Practical Tips for Leaving the Resort
- Bring small bills. Outside resorts, large US dollar notes are sometimes hard to break. A mix of $1, $5, $10, and $20 bills is most useful. Dominican pesos are best for small purchases.
- Travel light. Don't carry valuables you wouldn't want to lose. Take a phone, a small amount of cash, sunscreen, water, and a hat. Leave the rest in your hotel safe.
- Hire local taxis through your hotel concierge. Resort-arranged taxis are slightly more expensive than waving down a random one, but they're reliable, the driver speaks English, and the price is fixed before you go. For longer trips, this is worth the small premium.
- Don't drink tap water. Bottled water is cheap and available everywhere. Use it for drinking and brushing teeth outside the resort.
- Greet people. A simple "Buenos días" or "Buenas tardes" goes a long way. Dominicans are warm and friendly, and basic greetings open conversations and friendly service.
- Tip in cash, in pesos when possible. Standard tip is 10 percent in restaurants; small tips of 50 to 100 pesos for taxi drivers, bag handlers, and helpful staff are appreciated.
How to Build a Day Outside the Resort
If you have one day to leave the resort and want a balanced experience, here's a workable plan. Leave the resort at 8:30 AM. Drive 45 minutes to Higüey. Spend 90 minutes at the basilica and central park area, including coffee at a local café. Drive 30 minutes back toward the coast, stopping at a small roadside comedor for lunch (around noon, when Dominicans eat). Spend the afternoon at Macao Beach or Boca de Yuma, depending on your preference for swimming or coastal scenery. Return to the resort by 6:00 PM. Total cost for two people including taxi, food, and entrance fees: under $150 USD.
Alternatively, book a guided cultural and nature excursion that builds the day for you. The premium over going independently is real but reasonable, and you get someone managing all the logistics and providing context throughout.
Final Thoughts
Leaving the resort isn't required to have a great vacation in Punta Cana. The resorts are excellent and many travelers don't need anything beyond them. But the people who leave even once, even just for an afternoon in Higüey, almost always tell us afterward that the trip outside was the part they remembered most clearly. The country exists outside the gate. It's louder, less polished, more interesting. A few hours in it is one of the highest-value things you can do with your trip.

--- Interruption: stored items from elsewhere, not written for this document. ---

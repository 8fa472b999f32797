//! Amount parsing and labeled totals.

use std::str::FromStr;

use rust_decimal::Decimal;

use super::patterns::{
    AMOUNT, AMOUNT_DUE_LABEL, BARE_TOTAL, SUBTOTAL_LABEL, TOTAL_INCL_LABEL, TOTAL_VAT_LABEL, VAT_LABEL,
};
use super::{lines_with_offsets, ExtractionMatch, FieldExtractor};

/// Amount extractor.
pub struct AmountExtractor;

impl AmountExtractor {
    pub fn new() -> Self {
        Self
    }
}

impl Default for AmountExtractor {
    fn default() -> Self {
        Self::new()
    }
}

impl FieldExtractor for AmountExtractor {
    type Output = ExtractionMatch<Decimal>;

    fn extract(&self, text: &str) -> Option<Self::Output> {
        self.extract_all(text).into_iter().next()
    }

    fn extract_all(&self, text: &str) -> Vec<Self::Output> {
        find_amounts(text)
    }
}

/// Every amount in `text`, skipping numbers that are part of a date.
pub fn find_amounts(text: &str) -> Vec<ExtractionMatch<Decimal>> {
    let bytes = text.as_bytes();
    let mut results = Vec::new();
    for m in AMOUNT.find_iter(text) {
        // 15.03.2024 reads as 15.03 followed by .2024
        let continues = bytes.get(m.end()).is_some_and(|b| matches!(b, b'.' | b'/' | b'-'))
            && bytes.get(m.end() + 1).is_some_and(u8::is_ascii_digit);
        let preceded = m.start() >= 2
            && matches!(bytes[m.start() - 1], b'.' | b'/' | b'-')
            && bytes[m.start() - 2].is_ascii_digit();
        if continues || preceded {
            continue;
        }
        if let Some(value) = parse_amount(m.as_str()) {
            results.push(ExtractionMatch::new(value, 0.9, m.as_str()).with_position(m.start(), m.end()));
        }
    }
    results
}

/// Labeled invoice totals.
#[derive(Debug, Clone, Default)]
pub struct InvoiceTotals {
    pub subtotal_excl_vat: Option<ExtractionMatch<Decimal>>,
    pub total_vat: Option<ExtractionMatch<Decimal>>,
    pub total_incl_vat: Option<ExtractionMatch<Decimal>>,
    pub amount_due: Option<ExtractionMatch<Decimal>>,
}

/// Extract labeled totals. Each label takes the first amount after it on
/// its line; a line is claimed by the most specific label that matches.
pub fn extract_totals(text: &str) -> InvoiceTotals {
    let mut result = InvoiceTotals::default();

    for (line_start, line) in lines_with_offsets(text) {
        let labelled = if let Some(label) = AMOUNT_DUE_LABEL.find(line) {
            Some((&mut result.amount_due, label.end(), 0.95))
        } else if let Some(label) = TOTAL_INCL_LABEL.find(line) {
            Some((&mut result.total_incl_vat, label.end(), 0.95))
        } else if let Some(label) = SUBTOTAL_LABEL.find(line) {
            Some((&mut result.subtotal_excl_vat, label.end(), 0.95))
        } else if VAT_LABEL.is_match(line) {
            // "N° TVA intracom" lines carry an identifier, not an amount
            None
        } else if let Some(label) = TOTAL_VAT_LABEL.find(line) {
            Some((&mut result.total_vat, label.end(), 0.95))
        } else {
            // A plain "Total" followed by the amount
            BARE_TOTAL
                .find(line)
                .map(|label| (&mut result.total_incl_vat, label.end(), 0.75))
        };

        let Some((slot, label_end, confidence)) = labelled else {
            continue;
        };
        if slot.is_some() {
            continue;
        }
        if let Some(amount) = find_amounts(&line[label_end..]).into_iter().next() {
            let mut amount = amount.offset_by(line_start + label_end);
            amount.confidence = confidence;
            *slot = Some(amount);
        }
    }

    result
}

/// Parse an amount written with any common grouping and decimal separator
/// ("1 234,56", "1.234,56", "1,234.56", "1'234.56", "1234.56").
pub fn parse_amount(s: &str) -> Option<Decimal> {
    let negative = s.trim_start().starts_with('-') || (s.contains('(') && s.contains(')'));

    // Keep digits and separators only
    let cleaned: String = s
        .chars()
        .filter(|c| c.is_ascii_digit() || *c == ',' || *c == '.')
        .collect();
    if !cleaned.chars().any(|c| c.is_ascii_digit()) {
        return None;
    }

    // The last separator is the decimal one when followed by one or two digits
    let normalized = match cleaned.rfind([',', '.']) {
        Some(pos) if cleaned.len() - pos - 1 <= 2 => {
            let (int_part, frac) = cleaned.split_at(pos);
            let int_digits: String = int_part.chars().filter(|c| c.is_ascii_digit()).collect();
            format!("{}.{}", if int_digits.is_empty() { "0" } else { &int_digits }, &frac[1..])
        }
        _ => cleaned.chars().filter(|c| c.is_ascii_digit()).collect(),
    };

    let value = Decimal::from_str(&normalized).ok()?;
    Some(if negative { -value } else { value })
}

#[cfg(test)]
mod tests {
    use super::*;

    fn dec(s: &str) -> Decimal {
        Decimal::from_str(s).unwrap()
    }

    #[test]
    fn test_parse_amount() {
        assert_eq!(parse_amount("1 234,56"), Some(dec("1234.56")));
        assert_eq!(parse_amount("1.234,56"), Some(dec("1234.56")));
        assert_eq!(parse_amount("1,234.56"), Some(dec("1234.56")));
        assert_eq!(parse_amount("1'234.56 CHF"), Some(dec("1234.56")));
        assert_eq!(parse_amount("1200.00 €"), Some(dec("1200.00")));
        assert_eq!(parse_amount("2"), Some(dec("2")));
        assert_eq!(parse_amount("1,5"), Some(dec("1.5")));
        assert_eq!(parse_amount("1 200"), Some(dec("1200")));
        assert_eq!(parse_amount("-50,00"), Some(dec("-50.00")));
        assert_eq!(parse_amount("€"), None);
    }

    #[test]
    fn test_find_amounts_skips_dates() {
        let found: Vec<Decimal> = find_amounts("Le 15.03.2024 : 1 200,00 €")
            .into_iter()
            .map(|m| m.value)
            .collect();
        assert_eq!(found, vec![dec("1200.00")]);
    }

    #[test]
    fn test_extract_totals() {
        let text = "Total HT\t1 000,00 €\nTVA 20 %\t200,00 €\nTotal TTC\t1 200,00 €\nNet à payer\t1 200,00 €";
        let totals = extract_totals(text);

        assert_eq!(totals.subtotal_excl_vat.unwrap().value, dec("1000.00"));
        assert_eq!(totals.total_vat.unwrap().value, dec("200.00"));
        assert_eq!(totals.total_incl_vat.as_ref().unwrap().value, dec("1200.00"));
        assert_eq!(totals.amount_due.unwrap().value, dec("1200.00"));

        let (start, end) = totals.total_incl_vat.unwrap().position.unwrap();
        assert_eq!(&text[start..end], "1 200,00");
    }

    #[test]
    fn test_vat_identifier_line_is_not_a_total() {
        let totals = extract_totals("N° TVA intracom : FR40 303 265 045\nTVA\t45,00");
        assert_eq!(totals.total_vat.unwrap().value, dec("45.00"));
    }

    #[test]
    fn test_first_label_occurrence_wins() {
        let totals = extract_totals("Total TTC 120,00\nTotal TTC 999,00");
        assert_eq!(totals.total_incl_vat.unwrap().value, dec("120.00"));
    }

    #[test]
    fn test_bare_total_cell() {
        let totals = extract_totals("Total\t1 200,00 €");
        let total = totals.total_incl_vat.unwrap();
        assert_eq!(total.value, dec("1200.00"));
        assert_eq!(total.confidence, 0.75);
    }
}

If you'd like recommendations specific to your interests — historical sites, food, beaches, music, family-friendly stops — contact our team and we'll suggest the right combination for your dates and group. We live in this country year-round and we know which places are worth your time. One last piece of practical advice: don't try to do too much. Many first-time visitors plan ambitious itineraries with three or four towns in a single day, and they come back exhausted having barely experienced any of them. One destination, done properly with time to walk around, eat a real meal, and talk to a few people, is worth more than three rushed stops. The Dominican Republic rewards slowness, and the moments that stay with you tend to be the ones you didn't plan — a conversation with a fruit vendor, the way the late afternoon light hits the basilica plaza, an unexpected stop at a roadside dulce stand. Build your day around being open to those moments rather than checking off destinations.